Assuming there isn’t a lingering health issue and Koepka will be back at full health at some point soon, this is just kind of amusingly silly. The Body Issue theoretically exists solely to celebrate the fitness required from athletes to compete at the top of their sports. Brooks changing his body in a way that hurt his own performance for it would seem to go against the entire purpose for doing that shoot to begin with.
Then again, it’s his career! That’s something Golf Channel’s Brandel Chamblee couldn’t understand when he went on this rant:
“For him to change his body and his body chemistry for vanity reasons is the most reckless self-sabotage that I have ever seen of an athlete that is in his prime. I get why they ask Gary Player to do that shoot. I get why they ask Greg Norman to do that shoot. But to do something that takes you out of your game, to change your game completely, it’s never worked out very well. I think he’d be at the top of everybody’s list to win at Augusta National had he not done this and had his game not [declined].”
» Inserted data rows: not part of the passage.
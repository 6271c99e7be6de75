//! Workspace endpoints

use crate::client::{ApiClient, require_id};
use crate::user::SubjectProfile;
use astroform_cloud::{ErrorContext, Operation, ResourceApi, ResourceKind, Result, StatusReport};
use async_trait::async_trait;
use serde::{Deserialize, Serialize};

/// Workspace handle for one organization
#[derive(Debug, Clone)]
pub struct WorkspaceApi {
    client: ApiClient,
}

impl WorkspaceApi {
    pub fn new(client: ApiClient) -> Self {
        Self { client }
    }
}

#[async_trait]
impl ResourceApi for WorkspaceApi {
    type CreateRequest = WorkspaceRequest;
    type UpdateRequest = WorkspaceRequest;
    type Response = WorkspaceResponse;

    fn kind(&self) -> ResourceKind {
        ResourceKind::Workspace
    }

    fn organization_id(&self) -> &str {
        self.client.organization_id()
    }

    async fn get(&self, id: &str) -> Result<WorkspaceResponse> {
        self.client.get_resource(ResourceKind::Workspace, id).await
    }

    async fn create(&self, request: &WorkspaceRequest) -> Result<WorkspaceResponse> {
        tracing::info!("Creating workspace {}", request.name);
        let workspace: WorkspaceResponse = self
            .client
            .create_resource(ResourceKind::Workspace, request)
            .await?;
        require_id(
            &ErrorContext::new(Operation::Create, ResourceKind::Workspace),
            &workspace.id,
        )?;
        Ok(workspace)
    }

    async fn update(&self, id: &str, request: &WorkspaceRequest) -> Result<WorkspaceResponse> {
        tracing::info!("Updating workspace {}", id);
        self.client
            .update_resource(ResourceKind::Workspace, id, request)
            .await
    }

    async fn delete(&self, id: &str) -> Result<()> {
        tracing::info!("Deleting workspace {}", id);
        self.client
            .delete_resource(ResourceKind::Workspace, id)
            .await
    }
}

// ============ API Types ============

/// Body for both create and update
#[derive(Debug, Clone, Default, PartialEq, Eq, Serialize, Deserialize)]
#[serde(rename_all = "camelCase")]
pub struct WorkspaceRequest {
    pub cicd_enforced_default: bool,
    pub description: String,
    pub name: String,
}

#[derive(Debug, Clone, Default, PartialEq, Eq, Serialize, Deserialize)]
#[serde(default, rename_all = "camelCase")]
pub struct WorkspaceResponse {
    pub cicd_enforced_default: bool,
    pub created_at: String,
    pub created_by: Option<SubjectProfile>,
    pub description: String,
    pub id: String,
    pub name: String,
    pub organization_id: String,
    pub organization_name: String,
    pub updated_at: String,
    pub updated_by: Option<SubjectProfile>,
}

impl StatusReport for WorkspaceResponse {
    fn id(&self) -> &str {
        &self.id
    }

    fn status(&self) -> Option<&str> {
        None
    }
}
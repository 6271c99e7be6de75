//! Status convergence
//!
//! After a create or update the control plane usually answers with a
//! transient status (`CREATING`, `DEPLOYING`, ...). The poller re-fetches the
//! resource at a constant interval until its status is terminal for the
//! kind, bounded by the policy's timeout and attempt cap. Neither the sleep
//! nor a hanging re-fetch may run past the timeout.

use crate::error::{CloudError, Result};
use crate::kind::StatusClass;
use crate::provider::{ConvergencePolicy, MIN_POLL_INTERVAL, ResourceApi, StatusReport};
use tokio::time::{Instant, sleep, timeout};
use tokio_util::sync::CancellationToken;
use tracing::{debug, info, warn};

/// Wait until `initial` (fresh from a create or update) reaches a terminal status
///
/// # Returns
/// * `Ok(response)` - the first response whose status is ready for the kind
/// * `Err(CloudError::ConvergenceFailed)` - a failure-terminal status was observed
/// * `Err(CloudError::ConvergenceTimeout)` - the timeout or attempt cap was hit
/// * `Err(CloudError::Cancelled)` - `cancel` fired while waiting
/// * any re-fetch error other than a tolerated transport failure
pub async fn wait_for_terminal<A>(
    api: &A,
    initial: A::Response,
    policy: &ConvergencePolicy,
    cancel: &CancellationToken,
) -> Result<A::Response>
where
    A: ResourceApi + ?Sized,
{
    let kind = api.kind();
    let descriptor = api.descriptor(initial.id());
    let id = descriptor.id.clone();
    let started = Instant::now();
    let interval = policy.interval.max(MIN_POLL_INTERVAL);
    let mut current = initial;
    let mut attempts: u32 = 0;
    let mut fetch_errors: u32 = 0;

    loop {
        let status = current.status().unwrap_or_default().to_string();
        let class = if kind.has_status() {
            kind.classify(&status)
        } else {
            StatusClass::Ready
        };

        match class {
            StatusClass::Ready => {
                if attempts > 0 {
                    info!(resource = %descriptor, %status, attempts, "Resource converged");
                }
                return Ok(current);
            }
            StatusClass::Failed => {
                warn!(resource = %descriptor, %status, "Resource reached a failure status");
                return Err(CloudError::ConvergenceFailed {
                    descriptor,
                    status,
                    reason: current.status_reason().map(str::to_string),
                });
            }
            StatusClass::Degraded => {
                debug!(resource = %descriptor, %status, "Resource degraded, still waiting");
            }
            StatusClass::Unrecognized => {
                warn!(resource = %descriptor, %status, "Unrecognized status, still waiting");
            }
            StatusClass::Transient => {
                debug!(resource = %descriptor, %status, attempts, "Waiting for resource");
            }
        }

        let elapsed = started.elapsed();
        let attempts_exhausted = policy.max_attempts.is_some_and(|max| attempts >= max);
        if elapsed >= policy.timeout || attempts_exhausted {
            return Err(CloudError::ConvergenceTimeout {
                descriptor,
                last_status: status,
                attempts,
                elapsed,
            });
        }

        tokio::select! {
            biased;
            _ = cancel.cancelled() => return Err(CloudError::Cancelled { descriptor }),
            _ = sleep(interval.min(policy.timeout - elapsed)) => {}
        }

        attempts += 1;
        let remaining = policy.timeout.saturating_sub(started.elapsed());
        let fetched = tokio::select! {
            biased;
            _ = cancel.cancelled() => return Err(CloudError::Cancelled { descriptor }),
            fetched = timeout(remaining, api.get(&id)) => fetched,
        };
        let Ok(fetched) = fetched else {
            warn!(resource = %descriptor, attempts, "Re-fetch still pending at the deadline");
            return Err(CloudError::ConvergenceTimeout {
                descriptor,
                last_status: status,
                attempts,
                elapsed: started.elapsed(),
            });
        };

        match fetched {
            Ok(next) => {
                fetch_errors = 0;
                current = next;
            }
            Err(e @ CloudError::Transport { .. }) if fetch_errors < policy.max_fetch_errors => {
                fetch_errors += 1;
                warn!(
                    resource = %descriptor,
                    error = %e,
                    fetch_errors,
                    "Re-fetch failed, retrying with the last known status"
                );
            }
            Err(e) => return Err(e),
        }
    }
}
The thing about golf as an individual sport is that players don’t really owe anyone anything. They’re not letting their team down. It is surprising Koepka would be so forthright with this, and it’s also surprising that he felt the need to slim down, considering he was widely known for being built more like a football player than a golfer. And again, it’s truly something that he’d so clearly violate the spirit of the Body Issue. But all of that is up to him.
Hopefully those photos turned out, though!